First Tennessee National Corp. has announced the official launch of FTB Online Banking, which is seen as an important test of the Java programming language in a home-banking context.
First Tennessee officials say they hope the network-based computing approach-which relies less than conventional programs do on desktop computer software-will give its customers the best that both the personal computer and the Internet have to offer.
"We think our Internet solution is going to be every bit as useful as Quicken or Money," said Susan Terry, senior vice president of FTB Online Banking, referring to the personal financial management software marketed by Intuit Inc. and Microsoft Corp., respectively.
With Java, a development of Sun Microsystems Inc. that is well-suited to delivering programs and upgrades via the Internet, "you can add new functionality" without having to distribute new software each time a change is made, Ms. Terry said.
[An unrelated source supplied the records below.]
//! Domain layer - Port definitions
//!
//! This module defines the traits (ports) that adapters implement,
//! following hexagonal architecture principles.

pub mod ports;

pub use ports::*;
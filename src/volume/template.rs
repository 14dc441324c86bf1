//! Volume Template
//!
//! Builds the PersistentVolumeClaim object for a volume the cluster needs.

use crate::volume::desired::{DesiredTopology, StorageSpec};
use crate::volume::metadata::{write_role, write_serial, CLUSTER_LABEL, INSTANCE_LABEL, STATUS_ANNOTATION};
use crate::volume::naming::VolumeIdentity;
use crate::volume::status::VolumeStatus;
use k8s_openapi::api::core::v1::{
    PersistentVolumeClaim, PersistentVolumeClaimSpec, VolumeResourceRequirements,
};
use k8s_openapi::apimachinery::pkg::api::resource::Quantity;
use kube::api::ObjectMeta;
use std::collections::BTreeMap;

/// Access mode used when the storage spec names none
pub const DEFAULT_ACCESS_MODE: &str = "ReadWriteOnce";

/// Build a new, initializing volume for `identity`
pub fn build_volume(
    desired: &DesiredTopology,
    identity: &VolumeIdentity,
    storage: &StorageSpec,
) -> PersistentVolumeClaim {
    let access_modes = if storage.access_modes.is_empty() {
        vec![DEFAULT_ACCESS_MODE.to_string()]
    } else {
        storage.access_modes.clone()
    };

    let mut pvc = PersistentVolumeClaim {
        metadata: ObjectMeta {
            name: Some(identity.name()),
            namespace: Some(desired.namespace.clone()),
            labels: Some(BTreeMap::from([
                (CLUSTER_LABEL.to_string(), identity.cluster.clone()),
                (INSTANCE_LABEL.to_string(), identity.instance_name()),
            ])),
            annotations: Some(BTreeMap::from([(
                STATUS_ANNOTATION.to_string(),
                VolumeStatus::Initializing.as_str().to_string(),
            )])),
            owner_references: if desired.owner_references.is_empty() {
                None
            } else {
                Some(desired.owner_references.clone())
            },
            ..Default::default()
        },
        spec: Some(PersistentVolumeClaimSpec {
            access_modes: Some(access_modes),
            storage_class_name: storage.storage_class.clone(),
            resources: Some(VolumeResourceRequirements {
                requests: Some(BTreeMap::from([(
                    "storage".to_string(),
                    Quantity(storage.size.clone()),
                )])),
                ..Default::default()
            }),
            ..Default::default()
        }),
        status: None,
    };

    write_role(&mut pvc, &identity.role);
    write_serial(&mut pvc, identity.serial);
    pvc
}
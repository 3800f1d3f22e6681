use crate::model::{Suggestion, Tracker};
use crate::stats;

pub fn display_summary(tracker: &Tracker) {
    println!("Project summary:");
    for summary in tracker.project_summaries() {
        println!("  - {summary}");
    }
}

pub fn suggestion_text(suggestion: Option<&Suggestion>) -> String {
    match suggestion {
        Some(s) if s.is_self_move() => format!(
            "Suggestion: move employee \"{}\" out of {} (no less loaded project)",
            s.employee, s.from
        ),
        Some(s) => format!(
            "Suggestion: move employee \"{}\" from {} to {}",
            s.employee, s.from, s.to
        ),
        None => "All projects are within budget".to_owned(),
    }
}

pub fn display_suggestion(tracker: &Tracker) {
    println!("{}", suggestion_text(tracker.suggest_reassignment().as_ref()));
}

pub fn display_sorted(tracker: &Tracker) {
    println!("Sorted by workload (high to low):");
    for (name, hours) in tracker.sorted_projects() {
        println!("  - {name}: {hours}h");
    }
}

pub fn display_comparison(tracker: &Tracker) {
    if let [p1, p2, ..] = tracker.projects() {
        if let Some(greater) = tracker.compare(&p1.name, &p2.name) {
            println!("{} has more hours than {}? {}", p1.name, p2.name, greater);
        }
    }
}

pub fn display_details(tracker: &Tracker) {
    println!("Project details:");
    for details in stats::project_details(tracker) {
        let mut employees = details.employees.into_iter().collect::<Vec<_>>();
        employees.sort();
        print!(
            "  - {}: {}h - Status: {}",
            details.name, details.total_hours, details.status
        );
        for (employee, hours) in employees {
            print!(" [{employee}: {hours}h]");
        }
        println!();
    }
}

pub fn display_exceeded(tracker: &Tracker) {
    let exceeded = stats::exceeded_projects(tracker);
    if exceeded.is_empty() {
        println!("Projects exceeding budget: none");
    } else {
        println!("Projects exceeding budget:");
        for name in exceeded {
            println!("  - {name}");
        }
    }
}

pub fn display_snapshot(tracker: &Tracker) {
    let snapshot = tracker.snapshot();
    println!(
        "Snapshot saved: {}",
        snapshot
            .iter()
            .map(ToString::to_string)
            .collect::<Vec<_>>()
            .join(", ")
    );
}

pub fn display_all(tracker: &Tracker) {
    if tracker.is_empty() {
        println!("No data available");
        return;
    }
    display_summary(tracker);
    println!();
    display_suggestion(tracker);
    println!();
    display_sorted(tracker);
    println!();
    display_comparison(tracker);
    display_details(tracker);
    println!();
    display_exceeded(tracker);
    println!();
    display_snapshot(tracker);
}

#[test]
fn test_suggestion_text() {
    let mut s = Suggestion {
        employee: "Alice".into(),
        from: "P1".into(),
        to: "P2".into(),
    };
    assert_eq!(
        suggestion_text(Some(&s)),
        "Suggestion: move employee \"Alice\" from P1 to P2"
    );
    s.to = "P1".into();
    assert_eq!(
        suggestion_text(Some(&s)),
        "Suggestion: move employee \"Alice\" out of P1 (no less loaded project)"
    );
    assert_eq!(suggestion_text(None), "All projects are within budget");
}
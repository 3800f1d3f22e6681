use super::{Hours, Project, ProjectId};
use std::cmp::Reverse;
use std::collections::HashMap;
use tracing::{debug, warn};

pub const DEFAULT_BUDGET: i64 = 150;

/// A value in a flat batch of entries, see [`Tracker::record_batch`].
#[derive(Clone, Debug, Eq, PartialEq)]
pub enum Field {
    Text(String),
    Hours(i64),
}

impl From<&str> for Field {
    fn from(s: &str) -> Field {
        Field::Text(s.to_owned())
    }
}

impl From<i64> for Field {
    fn from(hours: i64) -> Field {
        Field::Hours(hours)
    }
}

/// Projects indexed by name. Projects are kept in creation order, which is
/// the order every query walks them in.
#[derive(Debug, Default)]
pub struct Tracker {
    projects: Vec<Project>,
    by_name: HashMap<String, ProjectId>,
}

impl Tracker {
    pub fn new() -> Tracker {
        Tracker::default()
    }

    pub fn len(&self) -> usize {
        self.projects.len()
    }

    pub fn is_empty(&self) -> bool {
        self.projects.is_empty()
    }

    pub fn projects(&self) -> &[Project] {
        &self.projects
    }

    pub fn project(&self, name: &str) -> Option<&Project> {
        self.by_name.get(name).map(|&ProjectId(id)| &self.projects[id])
    }

    /// Return the project with this name, creating it with `budget` if it
    /// does not exist yet. The budget of an existing project is left alone.
    fn project_mut_or_insert(&mut self, name: &str, budget: i64) -> &mut Project {
        let ProjectId(id) = match self.by_name.get(name) {
            Some(&id) => id,
            None => {
                let id = ProjectId(self.projects.len());
                debug!(project = %name, budget, "creating project");
                self.projects.push(Project::new(id, name, budget));
                self.by_name.insert(name.to_owned(), id);
                id
            }
        };
        &mut self.projects[id]
    }

    pub fn record_entry(&mut self, employee: &str, project: &str, hours: i64, budget: i64) {
        debug!(employee = %employee, project = %project, hours, "recording entry");
        self.project_mut_or_insert(project, budget)
            .add_hours(employee, hours);
    }

    /// Record entries given as consecutive (employee, project, hours)
    /// groups. A trailing incomplete group is ignored. Return the number of
    /// entries recorded.
    pub fn record_batch(&mut self, values: &[Field], budget: i64) -> usize {
        let mut recorded = 0;
        for group in values.chunks_exact(3) {
            if let [Field::Text(employee), Field::Text(project), Field::Hours(hours)] = group {
                self.record_entry(employee, project, *hours, budget);
                recorded += 1;
            } else {
                warn!(group = ?group, "skipping batch group which is not an entry");
            }
        }
        recorded
    }

    /// Project names and total hours, most hours first. Projects with the
    /// same total are ordered by name.
    pub fn sorted_projects(&self) -> Vec<(&str, Hours)> {
        let mut sorted = self
            .projects
            .iter()
            .map(|p| (p.name.as_str(), p.total_hours()))
            .collect::<Vec<_>>();
        sorted.sort_by_key(|&(name, hours)| (Reverse(hours), name));
        sorted
    }

    /// One line per project, computed when the iterator is advanced.
    pub fn project_summaries(&self) -> impl Iterator<Item = String> + '_ {
        self.projects.iter().map(|p| {
            format!(
                "Project: {} | Total Hours: {} | {}",
                p.name,
                p.total_hours(),
                p.budget_status()
            )
        })
    }

    /// Whether `name1` has more hours than `name2`, or `None` if one of the
    /// projects is unknown.
    pub fn compare(&self, name1: &str, name2: &str) -> Option<bool> {
        Some(self.project(name1)?.is_greater_than(self.project(name2)?))
    }

    /// Independent copy of every project, in creation order.
    pub fn snapshot(&self) -> Vec<Project> {
        self.projects.clone()
    }

    /// The project with the lowest total hours, the earliest created one
    /// in case of a tie.
    pub fn least_loaded(&self) -> Option<&Project> {
        self.projects.iter().min_by_key(|p| (p.total_hours(), p.id))
    }
}

#[cfg(test)]
fn sample() -> Tracker {
    let mut tracker = Tracker::new();
    tracker.record_entry("Alice", "P1", 45, 150);
    tracker.record_entry("Bob", "P1", 52, 150);
    tracker.record_entry("Sourav", "P1", 95, 150);
    tracker
}

#[test]
fn test_record_entry_accumulates() {
    let mut tracker = sample();
    tracker.record_entry("Alice", "P1", 5, 150);
    let p1 = tracker.project("P1").unwrap();
    assert_eq!(p1.total_hours(), 197);
    assert_eq!(p1.hours_of("Alice"), Some(50));
    assert_eq!(p1.employees().values().sum::<Hours>(), p1.total_hours());
    assert_eq!(tracker.len(), 1);
}

#[test]
fn test_budget_fixed_at_creation() {
    let mut tracker = Tracker::new();
    tracker.record_entry("Alice", "P1", 10, 20);
    tracker.record_entry("Bob", "P1", 10, 500);
    tracker.record_entry("Carol", "P1", 1, DEFAULT_BUDGET);
    assert_eq!(tracker.project("P1").unwrap().budget, 20);
}

#[test]
fn test_summaries() {
    let mut tracker = sample();
    tracker.record_entry("Eve", "P2", 100, 100);
    let summaries = tracker.project_summaries().collect::<Vec<_>>();
    assert_eq!(
        summaries,
        vec![
            "Project: P1 | Total Hours: 192 | BUDGET EXCEEDED",
            "Project: P2 | Total Hours: 100 | Within Budget",
        ]
    );
    // A fresh call reflects the current state.
    tracker.record_entry("Eve", "P2", 1, 100);
    assert_eq!(
        tracker.project_summaries().nth(1).unwrap(),
        "Project: P2 | Total Hours: 101 | BUDGET EXCEEDED"
    );
    assert_eq!(Tracker::new().project_summaries().count(), 0);
}

#[test]
fn test_sorted_projects() {
    let mut tracker = Tracker::new();
    tracker.record_entry("Alice", "B", 10, 150);
    tracker.record_entry("Bob", "C", 30, 150);
    tracker.record_entry("Carol", "A", 10, 150);
    tracker.record_entry("Dave", "D", -5, 150);
    let sorted = tracker.sorted_projects();
    assert_eq!(sorted, vec![("C", 30), ("A", 10), ("B", 10), ("D", -5)]);
    assert!(sorted.windows(2).all(|w| w[0].1 >= w[1].1));
}

#[test]
fn test_compare() {
    let mut tracker = sample();
    tracker.record_entry("Eve", "P2", 10, 100);
    assert_eq!(tracker.compare("P1", "P2"), Some(true));
    assert_eq!(tracker.compare("P2", "P1"), Some(false));
    assert_eq!(tracker.compare("P1", "P1"), Some(false));
    assert_eq!(tracker.compare("X", "P1"), None);
    assert_eq!(tracker.compare("P1", "X"), None);
}

#[test]
fn test_snapshot_is_deep() {
    let mut tracker = sample();
    let mut snapshot = tracker.snapshot();
    snapshot[0].add_hours("Mallory", 1000);
    let live = tracker.project("P1").unwrap();
    assert_eq!(live.total_hours(), 192);
    assert_eq!(live.hours_of("Mallory"), None);
    tracker.record_entry("Alice", "P1", 8, 150);
    assert_eq!(snapshot[0].hours_of("Alice"), Some(45));
    assert_eq!(snapshot[0].total_hours(), 1192);
}

#[test]
fn test_record_batch() {
    let mut tracker = Tracker::new();
    let values = vec![
        Field::from("Alice"),
        Field::from("P1"),
        Field::from(10),
        Field::from("Bob"),
        Field::from("P2"),
        Field::from(20),
        Field::from("Carol"),
        Field::from("P1"),
    ];
    assert_eq!(tracker.record_batch(&values, 50), 2);
    assert_eq!(tracker.len(), 2);
    assert_eq!(tracker.project("P1").unwrap().total_hours(), 10);
    assert_eq!(tracker.project("P1").unwrap().hours_of("Carol"), None);
    assert_eq!(tracker.project("P2").unwrap().budget, 50);
}

#[test]
fn test_record_batch_skips_malformed_group() {
    let mut tracker = Tracker::new();
    let values = vec![
        Field::from("Alice"),
        Field::from(10),
        Field::from("P1"),
        Field::from("Bob"),
        Field::from("P2"),
        Field::from(20),
    ];
    assert_eq!(tracker.record_batch(&values, DEFAULT_BUDGET), 1);
    assert!(tracker.project("P1").is_none());
    assert_eq!(tracker.project("P2").unwrap().total_hours(), 20);
}

#[test]
fn test_least_loaded() {
    let mut tracker = Tracker::new();
    assert!(tracker.least_loaded().is_none());
    tracker.record_entry("Alice", "P1", 30, 150);
    tracker.record_entry("Bob", "P2", 10, 150);
    tracker.record_entry("Carol", "P3", 10, 150);
    assert_eq!(tracker.least_loaded().unwrap().name, "P2");
}

#[test]
fn test_record_entry_large_hours() {
    let mut tracker = Tracker::new();
    tracker.record_entry("Alice", "P1", i64::MAX, 150);
    tracker.record_entry("Bob", "P1", 1, 150);
    let p1 = tracker.project("P1").unwrap();
    assert_eq!(p1.total_hours(), Hours::from(i64::MAX) + 1);
    assert_eq!(p1.employees().values().sum::<Hours>(), p1.total_hours());
    assert_eq!(tracker.suggest_reassignment().unwrap().employee, "Alice");
}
First Tennessee Bank and its technology supplier, Home Account Network Inc. of Charleston, S.C., have been testing the system for almost a year. It has been described as the first Java financial program for consumers. Its implementation is a milestone for Home Account Network, which was founded more than two years ago to bring such programs to market.
But the newness of the language is preventing the bank-at least for now- from exploiting one of Java's most-publicized features: its ability to be "written once to run anywhere."
Customers of First Tennessee will be restricted to using Microsoft's Internet Explorer 4.0 browser on a Windows-based system that supports Microsoft's "active channels" technology.
Though only a few Internet users are running this combination, the software can be downloaded free through a hyperlink from First Tennessee's Web site.
Once the browser is installed and customers have signed up for the service, the various components of Home Account's software are automatically pushed down to customers' computers.
First Tennessee's logo and Web site are then included in Internet Explorer's Channel Guide along with other Web sites selected by the consumer or by Microsoft.
The Memphis-based bank had originally planned to use Marimba Inc.'s Castanet, a type of push technology, to transmit its Java software and update customer account information. It decided Microsoft's active channels are easier for users to understand and run 30% faster than Castanet, said R. Robert Forbes, First Tennessee's technology manager.
He was quick to point out that First Tennessee is not using Active-X, another Microsoft technology that is seen as a rival to Java.
Besides helping consumers manage accounts, check balances, pay bills, and transfer funds, First Tennessee's system also includes a financial advisory and portfolio optimization tool.
"The financial adviser helps the institutions sell its most profitable products to customers," said David J. Brewer, chief technology officer of Home Account Network.
"The institution can provide objective and comprehensive planning services to customers while allowing institutions to collect data about customers," said Mr. Brewer, adding that Home Account is in negotiations to sell its Java-based programs to more than five banks.